The same thing can happen during a community upgrade. Members of a business community may be a little bit more mature than toddlers — but don’t forget that they always have the upper hand, since they can create user generated content. With a static marketing website, you may never know that people are disappointed with a re-design.  But on a community website, there is nothing to stop a very vocal user from starting a discussion thread entitled “Disappointed with Site Upgrade, Please Comment.”  If something like that happens, you can end up with a public feeding frenzy of negativity — not because anything is wrong, but simply because things have changed and people were not expecting it.
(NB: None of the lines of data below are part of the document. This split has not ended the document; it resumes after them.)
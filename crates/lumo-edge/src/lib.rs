//! Edge side of the motion-to-light pipeline.
//!
//! Watches a motion sensor pin, debounces raw edges into activity
//! windows, drives the light and indicator outputs, and reports
//! transitions to the bridge over a single-byte TCP session.

pub mod agent;
pub mod config;
pub mod error;
pub mod pins;
pub mod sim;

pub use agent::{EdgeAgent, SessionEnd};
pub use config::EdgeConfig;
pub use error::{EdgeError, SessionError};
pub use pins::{PinDriver, PinError, PinLevel, RisingEdge};
pub use sim::{OutputChange, PulseOutcome, SimPins, SimPinsHandle};
//! Bridge error types.

use lumo_core::ProtocolError;
use thiserror::Error;

#[derive(Debug, Error)]
pub enum BridgeError {
    #[error("failed to bind {addr}: {source}")]
    Bind {
        addr: String,
        #[source]
        source: std::io::Error,
    },

    #[error("session transport error: {0}")]
    Transport(#[from] std::io::Error),

    #[error("protocol violation: {0}")]
    Protocol(#[from] ProtocolError),
}
use thiserror::Error;

/// Failures raised by a storage backend while persisting the collection.
#[derive(Debug, Error)]
pub enum StorageError {
    #[error("IO error: {0}")]
    Io(#[from] std::io::Error),
    #[error("JSON error: {0}")]
    Json(#[from] serde_json::Error),
    #[error("CSV error: {0}")]
    Csv(#[from] csv::Error),
    #[error("Unknown storage format `{0}` (expected `json` or `csv`)")]
    UnknownFormat(String),
    #[error("Rating `{0}` is not a finite number")]
    NonFiniteRating(f64),
    #[error("Missing column `{0}` in CSV header")]
    MissingColumn(String),
    #[error("Invalid {field} `{value}` in CSV row {row}")]
    InvalidCell {
        field: &'static str,
        value: String,
        row: u64,
    },
}

/// Error type surfaced by the catalog service to its callers.
#[derive(Debug, Error)]
pub enum CatalogError {
    #[error("Storage error: {0}")]
    Storage(#[from] StorageError),
    #[error("Movie \"{0}\" already exists")]
    DuplicateTitle(String),
    #[error("Movie \"{title}\" does not exist")]
    NotFound {
        title: String,
        suggestion: Option<String>,
    },
    #[error("Validation failed: {0}")]
    Validation(String),
}

/// Failures while loading or saving the persisted [`crate::config::CatalogConfig`].
#[derive(Debug, Error)]
pub enum ConfigError {
    #[error("I/O error: {0}")]
    Io(#[from] std::io::Error),
    #[error("Serialization error: {0}")]
    Serde(String),
}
Change is scary, and navigating people through change is an art form unto itself.   One of my b-school professors once summed up the difference between management and leadership as follows:  Management is about handling complexity, whereas leadership is about handling change.  So when a large change comes to a community, the challenge for the community manager is to become a community leader, and show others how to navigate the changes that are about to take place.

Here at SolutionSet we have been putting more effort towards consulting and advising our clients through these types of transitions.  Of course, there is no one-size-fits-all solution, but here are some best practices and ideas that have been yielding successful results:

  1. Identify your most vocal and involved users.  Do this early, and engage them in dialog about what they would like to see in a new site. Gather their feedback during the requirements phase of your upgrade project, and take their input seriously.
  2. Make a beta version available to key users.  Do this 1-3 months before the launch. Engage with the users, solicit their feedback, and make sure that you can implement at least 5-10% of their ideas into the final release.
  3. Place a teaser on the existing site.   Prepare ALL users that change is coming by constructing a simple “Check out the new community” piece using Flash.  Include information about new features, and some screenshots of the new design.
  4. Announce the upgrade to all users.  2-4 weeks before the launch, announce the upgrade to all users via email, a banner on the existing site, or prompt that users see at log-in.
  5. Include a “Welcome to the new Community” feature.  Do this concurrent with the launch.   We have built these using either Flash or Camtasia technology.  Provide a tour of the new site, and a brief tutorial on new features, and highlight the benefits of the upgrade to the users.
  6. Engage in dialog about the upgrade.  If there is any public discussion on the site about the changes, then participate in it, and direct it.  If the feedback is at all negative, be sympathetic and explanatory:  “Jim, thanks for pointing out that issue.  I agree with you that it’s an important thing to improve, and there is an enhancement planned to be released next week in order to address it.”   Or “Thanks for the feedback.  We actually discussed this issue at length during our requirements phase and decided to attack the problem in a different way.  Here’s our thinking on it:…”

No change is ever easy.  But from what I’ve seen, the community managers who lead their members through the change with some combination of items #1-6 have smoother transitions, and their community members are less likely to behave like screaming toddlers.